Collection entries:
- Opening Delimiter -

//! Scene tree panel on the left side of the editor.

use crate::ecs::{Children, Entity, Name, Parent, Tag, World};

/// Draws the tree of live entities. Returns the selection after clicks.
pub(crate) fn hierarchy_panel(
    ctx: &egui::Context,
    world: &World,
    selected: Option<Entity>,
) -> Option<Entity> {
    let mut new_selected = selected;

    egui::SidePanel::left("hierarchy_panel")
        .default_width(200.0)
        .resizable(true)
        .show(ctx, |ui| {
            ui.heading("Hierarchy");
            ui.separator();

            // Roots are entities without a parent. A dangling parent link
            // counts as a root so the entity stays reachable in the tree.
            let mut roots: Vec<Entity> = world
                .entities()
                .into_iter()
                .filter(|&entity| match world.get::<Parent>(entity) {
                    Some(parent) => !world.is_alive(parent.0),
                    None => true,
                })
                .collect();
            roots.sort_by_key(|entity| entity.index());

            egui::ScrollArea::vertical().show(ui, |ui| {
                for &root in &roots {
                    draw_entity_row(ui, world, root, &mut new_selected, 0);
                }
            });
        });

    new_selected
}

fn draw_entity_row(
    ui: &mut egui::Ui,
    world: &World,
    entity: Entity,
    selected: &mut Option<Entity>,
    depth: usize,
) {
    let label = display_name(world, entity);
    let children: &[Entity] = world
        .get::<Children>(entity)
        .map(|c| c.0.as_slice())
        .unwrap_or(&[]);

    if children.is_empty() {
        ui.horizontal(|ui| {
            ui.add_space(18.0);
            select_label(ui, selected, entity, &label);
        });
        return;
    }

    let id = ui.make_persistent_id(entity.index());
    egui::collapsing_header::CollapsingState::load_with_default_open(ui.ctx(), id, depth < 2)
        .show_header(ui, |ui| {
            select_label(ui, selected, entity, &label);
        })
        .body(|ui| {
            for &child in children {
                if world.is_alive(child) {
                    draw_entity_row(ui, world, child, selected, depth + 1);
                }
            }
        });
}

fn select_label(ui: &mut egui::Ui, selected: &mut Option<Entity>, entity: Entity, label: &str) {
    if ui.selectable_label(*selected == Some(entity), label).clicked() {
        *selected = Some(entity);
    }
}

fn display_name(world: &World, entity: Entity) -> String {
    if let Some(name) = world.get::<Name>(entity) {
        format!("{} ({})", name.0, entity.index())
    } else if let Some(tag) = world.get::<Tag>(entity) {
        format!("[{}] ({})", tag.0, entity.index())
    } else {
        format!("Entity {}", entity.index())
    }
}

- Closing Delimiter -

Instructions for the task:
Please restate the data word for word, every record included.

Response area:
//! Scene tree panel on the left side of the editor.

use crate::ecs::{Children, Entity, Name, Parent, Tag, World};

/// Draws the tree of live entities. Returns the selection after clicks.
pub(crate) fn hierarchy_panel(
    ctx: &egui::Context,
    world: &World,
    selected: Option<Entity>,
) -> Option<Entity> {
    let mut new_selected = selected;

    egui::SidePanel::left("hierarchy_panel")
        .default_width(200.0)
        .resizable(true)
        .show(ctx, |ui| {
            ui.heading("Hierarchy");
            ui.separator();

            // Roots are entities without a parent. A dangling parent link
            // counts as a root so the entity stays reachable in the tree.
            let mut roots: Vec<Entity> = world
                .entities()
                .into_iter()
                .filter(|&entity| match world.get::<Parent>(entity) {
                    Some(parent) => !world.is_alive(parent.0),
                    None => true,
                })
                .collect();
            roots.sort_by_key(|entity| entity.index());

            egui::ScrollArea::vertical().show(ui, |ui| {
                for &root in &roots {
                    draw_entity_row(ui, world, root, &mut new_selected, 0);
                }
            });
        });

    new_selected
}

fn draw_entity_row(
    ui: &mut egui::Ui,
    world: &World,
    entity: Entity,
    selected: &mut Option<Entity>,
    depth: usize,
) {
    let label = display_name(world, entity);
    let children: &[Entity] = world
        .get::<Children>(entity)
        .map(|c| c.0.as_slice())
        .unwrap_or(&[]);

    if children.is_empty() {
        ui.horizontal(|ui| {
            ui.add_space(18.0);
            select_label(ui, selected, entity, &label);
        });
        return;
    }

    let id = ui.make_persistent_id(entity.index());
    egui::collapsing_header::CollapsingState::load_with_default_open(ui.ctx(), id, depth < 2)
        .show_header(ui, |ui| {
            select_label(ui, selected, entity, &label);
        })
        .body(|ui| {
            for &child in children {
                if world.is_alive(child) {
                    draw_entity_row(ui, world, child, selected, depth + 1);
                }
            }
        });
}

fn select_label(ui: &mut egui::Ui, selected: &mut Option<Entity>, entity: Entity, label: &str) {
    if ui.selectable_label(*selected == Some(entity), label).clicked() {
        *selected = Some(entity);
    }
}

fn display_name(world: &World, entity: Entity) -> String {
    if let Some(name) = world.get::<Name>(entity) {
        format!("{} ({})", name.0, entity.index())
    } else if let Some(tag) = world.get::<Tag>(entity) {
        format!("[{}] ({})", tag.0, entity.index())
    } else {
        format!("Entity {}", entity.index())
    }
}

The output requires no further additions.